-- Opening Marker --
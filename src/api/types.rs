//! API request and response types

use chrono::DateTime;
use chrono::Utc;
use serde::Deserialize;
use serde::Serialize;

use crate::sentiment::SentimentPercentages;
use crate::sentiment::VideoSummary;

/// Standard API response wrapper
#[derive(Debug, Serialize)]
pub struct ApiResponse<T> {
    pub success: bool,
    pub data: Option<T>,
    pub error: Option<String>,
}

impl<T> ApiResponse<T> {
    pub fn success(data: T) -> Self {
        Self {
            success: true,
            data: Some(data),
            error: None,
        }
    }

    pub fn error(message: impl Into<String>) -> Self {
        Self {
            success: false,
            data: None,
            error: Some(message.into()),
        }
    }
}

/// Health check response
#[derive(Debug, Serialize)]
pub struct HealthResponse {
    pub status: String,
    pub version: String,
}

/// Per-video summary response: the aggregate plus the percentage view the
/// dashboard charts use directly
#[derive(Debug, Serialize)]
pub struct SummaryResponse {
    pub video_id: String,
    pub summary: VideoSummary,
    pub sentiment: SentimentPercentages,
}

/// Cache lookup query
#[derive(Debug, Deserialize)]
pub struct CacheKeyQuery {
    pub key: String,
}

/// Cache lookup response
#[derive(Debug, Serialize)]
pub struct CacheGetResponse {
    pub found: bool,
    pub data: Option<serde_json::Value>,
    pub expires_at: Option<DateTime<Utc>>,
}

/// Cache store request
#[derive(Debug, Deserialize)]
pub struct CachePutRequest {
    pub key: String,
    pub data: serde_json::Value,
    #[serde(default = "default_expiry_hours")]
    pub expiry_hours: i64,
}

fn default_expiry_hours() -> i64 {
    24
}

/// Cache store response
#[derive(Debug, Serialize)]
pub struct CachePutResponse {
    pub success: bool,
    pub expires_at: DateTime<Utc>,
}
-- Closing Marker --
Aim of the exercise:
Output exactly the span of lines beginning at the first line of the records and ending at the line that holds "API response wrapper", inclusive, with no other text.

Reply to the exercise:
filename src/api/types.rs
//! API request and response types

use chrono::DateTime;
use chrono::Utc;
use serde::Deserialize;
use serde::Serialize;

use crate::sentiment::SentimentPercentages;
use crate::sentiment::VideoSummary;

/// Standard API response wrapper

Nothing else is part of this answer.